The first step is narrowing down the market to areas that have the most appreciation value for rental properties. They use a website called City-Data, which allows them to look up key metrics such as population growth, income growth, appreciation of housing prices, and lower crime rates. For job-growth data they use a website called Department of Numbers.

They keep a spreadsheet that tracks the key data points until they're able to narrow down areas that score well on all the categories.

"Ultimately, I would say job growth and population growth are probably your biggest driving factors," Pan said. "Secondary factors are still important of course like, what is the market price?" 

He continued, "If you have two cities with similar job growth and population growth, but one costs like $500,000 for an average property and one costs $100,000 for the property, we feel that we can get better returns with the $100,000 one."

Finally, Pan adds that leaning towards areas that you are more familiar with is a good idea. For example, if you live in a hot state, purchasing a property where it snows a lot may not be a good idea. 

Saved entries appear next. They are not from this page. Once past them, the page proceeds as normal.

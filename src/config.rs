//! Configuration types for riskpilot

use rust_decimal::Decimal;
use serde::Deserialize;

/// Root configuration structure
#[derive(Debug, Clone, Deserialize)]
pub struct Config {
    pub execution: ExecutionConfig,
    pub symbols: Vec<SymbolRules>,
    pub risk: RiskConfig,
    #[serde(default)]
    pub leverage: LeverageConfig,
    #[serde(default)]
    pub capital: CapitalConfig,
    #[serde(default)]
    pub router: RouterConfig,
    #[serde(default)]
    pub portfolio: PortfolioConfig,
    #[serde(default)]
    pub metrics: MetricsConfig,
    #[serde(default)]
    pub telemetry: TelemetryConfig,
}

/// Execution engine configuration
#[derive(Debug, Clone, Deserialize)]
pub struct ExecutionConfig {
    pub mode: ExecutionMode,
    pub initial_balance: Decimal,
    /// Timeout applied to price, candle, and balance fetches
    #[serde(default = "default_data_timeout_secs")]
    pub data_timeout_secs: u64,
}

fn default_data_timeout_secs() -> u64 {
    5
}

/// Execution mode: paper trading or live
#[derive(Debug, Clone, Deserialize, PartialEq, Eq)]
#[serde(rename_all = "lowercase")]
pub enum ExecutionMode {
    Paper,
    Live,
}

/// Per-symbol exchange rules and caps
#[derive(Debug, Clone, Deserialize)]
pub struct SymbolRules {
    /// Symbol name, e.g. "BTCUSDT"
    pub name: String,
    /// Minimum tradable quantity increment
    pub lot_step: Decimal,
    /// Minimum price increment
    pub tick_size: Decimal,
    /// Minimum order notional (quantity x price)
    pub min_notional: Decimal,
    /// Hard per-symbol leverage cap
    #[serde(default = "default_symbol_max_leverage")]
    pub max_leverage: u32,
    /// Per-symbol open-position cap (overrides capital.max_positions_per_symbol)
    #[serde(default)]
    pub max_positions: Option<usize>,
}

fn default_symbol_max_leverage() -> u32 {
    125
}

/// Risk engine configuration
#[derive(Debug, Clone, Deserialize)]
pub struct RiskConfig {
    /// Minimum signal confidence to accept
    #[serde(default = "default_min_confidence")]
    pub min_confidence: Decimal,
    /// Maximum fraction of balance risked per trade
    #[serde(default = "default_max_risk_per_trade")]
    pub max_risk_per_trade: Decimal,
    /// Exponent applied to confidence when scaling the risk budget
    #[serde(default = "default_confidence_gamma")]
    pub confidence_gamma: u32,
    /// Default protective stop distance as a fraction of entry price
    #[serde(default = "default_stop_loss_pct")]
    pub stop_loss_pct: Decimal,
    /// Reward multiple for target placement (target = R x stop distance)
    #[serde(default = "default_reward_multiple")]
    pub reward_multiple: Decimal,
    /// Widen the stop to at least this multiple of ATR when ATR is available
    #[serde(default = "default_true")]
    pub atr_stop_enabled: bool,
    #[serde(default = "default_atr_stop_mult")]
    pub atr_stop_mult: Decimal,
    /// Target ATR as a fraction of price; sizes shrink when realized ATR exceeds it
    #[serde(default = "default_target_atr_pct")]
    pub target_atr_pct: Decimal,
    /// Maximum fraction of balance deployable as margin on one position
    #[serde(default = "default_max_exposure_pct")]
    pub max_exposure_pct: Decimal,
    /// Exchange fee rates
    #[serde(default = "default_fee")]
    pub maker_fee: Decimal,
    #[serde(default = "default_fee")]
    pub taker_fee: Decimal,
    /// Circuit breakers
    #[serde(default = "default_max_daily_loss_pct")]
    pub max_daily_loss_pct: Decimal,
    #[serde(default = "default_max_drawdown_pct")]
    pub max_drawdown_pct: Decimal,
    #[serde(default = "default_max_consecutive_losses")]
    pub max_consecutive_losses: u32,
    /// VaR settings
    #[serde(default = "default_var_confidence")]
    pub var_confidence: f64,
    #[serde(default = "default_var_min_observations")]
    pub var_min_observations: usize,
}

Building a team on the ground

Your team isn't a group of people that you'll employ directly. Simply put, it includes a real estate agent, a property manager, a mortgage lender, and potentially a contractor. 

The couple noted that finding good contacts on the ground is key because this will all be done remotely. This process will require research. Tseung usually starts with a simple google search for an agent and then uses referrals and online reviews and ratings to screen them. 

Real estate agents tend to be their first point of contact since they network with a lot of people within the industry. Historically, Tseung said they have been able to get great referrals for other contacts through the agent. 

"I also just call each and every one of them to ask them a bunch of different questions. I have like a script of questions basically that I collected," Tseung said. 

An essential part of the process is finding a good property management company. The questions Tseung asks for this part include how they screen tenants, what their eviction process looks like, how many units they're currently managing, and what their fees are. A good property manager will also have a plethora of knowledge on local rent rates and contractor prices for required repairs. 

Financing 

They typically aim to spend around $150,000 or less per unit. This allows them to budget about $30,000 for a 20% to 25% down payment.

They told Insider they reserve conventional loans — which is a regular mortgage with a low-interest rate and a 30-year term — for more expensive properties because there's a limit to how many you can qualify for. 

For cheaper properties or those around $100,000 or less, they either pay all cash or turn to commercial loans from small local banks. These loans require a smaller down payment of 15%. However, their interest rates are slightly higher, and their loan terms are shorter at 20 years.